-- Available records follows --

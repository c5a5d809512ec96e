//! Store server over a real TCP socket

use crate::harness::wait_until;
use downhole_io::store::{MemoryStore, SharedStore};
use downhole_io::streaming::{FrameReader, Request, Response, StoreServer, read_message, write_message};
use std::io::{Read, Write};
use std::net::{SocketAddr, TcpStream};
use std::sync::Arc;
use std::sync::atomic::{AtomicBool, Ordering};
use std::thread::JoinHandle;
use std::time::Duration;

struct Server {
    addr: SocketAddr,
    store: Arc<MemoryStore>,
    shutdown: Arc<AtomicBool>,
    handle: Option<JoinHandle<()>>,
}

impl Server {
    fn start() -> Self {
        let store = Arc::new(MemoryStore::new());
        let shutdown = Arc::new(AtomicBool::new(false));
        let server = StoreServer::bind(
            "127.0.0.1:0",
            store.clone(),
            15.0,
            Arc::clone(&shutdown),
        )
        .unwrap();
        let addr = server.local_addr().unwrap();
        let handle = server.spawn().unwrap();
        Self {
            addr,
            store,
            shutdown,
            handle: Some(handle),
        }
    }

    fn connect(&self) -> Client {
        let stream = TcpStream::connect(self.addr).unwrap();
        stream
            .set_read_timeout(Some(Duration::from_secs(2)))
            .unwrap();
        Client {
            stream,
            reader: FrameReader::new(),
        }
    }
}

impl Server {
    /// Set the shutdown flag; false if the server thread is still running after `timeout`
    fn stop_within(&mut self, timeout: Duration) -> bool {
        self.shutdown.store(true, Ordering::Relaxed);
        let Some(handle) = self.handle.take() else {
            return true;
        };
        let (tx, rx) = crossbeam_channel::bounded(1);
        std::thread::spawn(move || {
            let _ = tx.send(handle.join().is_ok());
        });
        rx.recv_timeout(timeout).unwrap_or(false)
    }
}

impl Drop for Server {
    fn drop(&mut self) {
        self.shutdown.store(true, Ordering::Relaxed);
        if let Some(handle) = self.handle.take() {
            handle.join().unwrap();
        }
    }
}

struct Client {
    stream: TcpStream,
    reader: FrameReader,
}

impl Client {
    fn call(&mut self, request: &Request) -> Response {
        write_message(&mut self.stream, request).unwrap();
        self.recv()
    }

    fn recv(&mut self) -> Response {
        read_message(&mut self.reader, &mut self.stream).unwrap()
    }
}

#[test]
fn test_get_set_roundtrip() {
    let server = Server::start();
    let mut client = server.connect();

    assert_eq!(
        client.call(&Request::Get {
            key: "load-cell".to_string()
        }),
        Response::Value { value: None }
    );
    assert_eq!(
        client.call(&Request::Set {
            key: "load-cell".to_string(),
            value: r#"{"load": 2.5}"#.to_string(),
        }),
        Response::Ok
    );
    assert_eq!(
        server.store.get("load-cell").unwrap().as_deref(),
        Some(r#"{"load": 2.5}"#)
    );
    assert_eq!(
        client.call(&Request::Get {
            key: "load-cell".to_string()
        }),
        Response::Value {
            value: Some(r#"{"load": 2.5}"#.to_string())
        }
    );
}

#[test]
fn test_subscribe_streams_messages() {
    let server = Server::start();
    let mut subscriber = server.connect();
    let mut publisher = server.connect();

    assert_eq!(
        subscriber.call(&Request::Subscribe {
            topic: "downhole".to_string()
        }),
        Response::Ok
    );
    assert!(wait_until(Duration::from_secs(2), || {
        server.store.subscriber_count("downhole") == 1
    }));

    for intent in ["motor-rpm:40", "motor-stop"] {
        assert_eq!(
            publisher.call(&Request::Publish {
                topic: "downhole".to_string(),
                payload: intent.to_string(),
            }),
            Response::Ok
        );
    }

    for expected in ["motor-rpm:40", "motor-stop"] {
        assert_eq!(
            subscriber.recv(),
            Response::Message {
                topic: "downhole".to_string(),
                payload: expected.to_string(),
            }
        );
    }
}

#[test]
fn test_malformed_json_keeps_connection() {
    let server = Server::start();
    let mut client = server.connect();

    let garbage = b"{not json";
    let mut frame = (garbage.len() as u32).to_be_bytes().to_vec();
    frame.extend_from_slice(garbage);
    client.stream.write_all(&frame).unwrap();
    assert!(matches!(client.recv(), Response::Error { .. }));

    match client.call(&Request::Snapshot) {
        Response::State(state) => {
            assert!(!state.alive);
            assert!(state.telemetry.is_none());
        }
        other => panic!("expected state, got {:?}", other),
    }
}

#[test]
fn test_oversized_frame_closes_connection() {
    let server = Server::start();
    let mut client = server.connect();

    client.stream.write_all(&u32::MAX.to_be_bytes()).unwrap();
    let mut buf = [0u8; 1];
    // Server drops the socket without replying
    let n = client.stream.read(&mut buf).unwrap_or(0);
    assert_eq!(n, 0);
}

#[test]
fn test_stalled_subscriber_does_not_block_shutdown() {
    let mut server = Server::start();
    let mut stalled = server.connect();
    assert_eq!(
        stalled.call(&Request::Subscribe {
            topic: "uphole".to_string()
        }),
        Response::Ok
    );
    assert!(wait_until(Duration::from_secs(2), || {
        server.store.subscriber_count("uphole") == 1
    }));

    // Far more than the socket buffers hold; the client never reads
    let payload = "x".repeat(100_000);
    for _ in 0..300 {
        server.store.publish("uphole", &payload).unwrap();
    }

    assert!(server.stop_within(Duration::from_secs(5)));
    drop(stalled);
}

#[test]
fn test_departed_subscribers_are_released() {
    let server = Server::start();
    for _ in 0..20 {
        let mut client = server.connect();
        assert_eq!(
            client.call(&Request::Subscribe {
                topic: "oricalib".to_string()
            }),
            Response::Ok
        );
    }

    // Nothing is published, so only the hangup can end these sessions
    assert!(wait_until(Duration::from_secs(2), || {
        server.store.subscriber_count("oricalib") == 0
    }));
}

-- Available records concluded --

__What is being asked__:
Copy each line from the entries above that has the word "call" in it.

__Reply to the exercise__:
    fn call(&mut self, request: &Request) -> Response {
        client.call(&Request::Get {
        client.call(&Request::Set {
        client.call(&Request::Get {
        subscriber.call(&Request::Subscribe {
            publisher.call(&Request::Publish {
    match client.call(&Request::Snapshot) {
        stalled.call(&Request::Subscribe {
            client.call(&Request::Subscribe {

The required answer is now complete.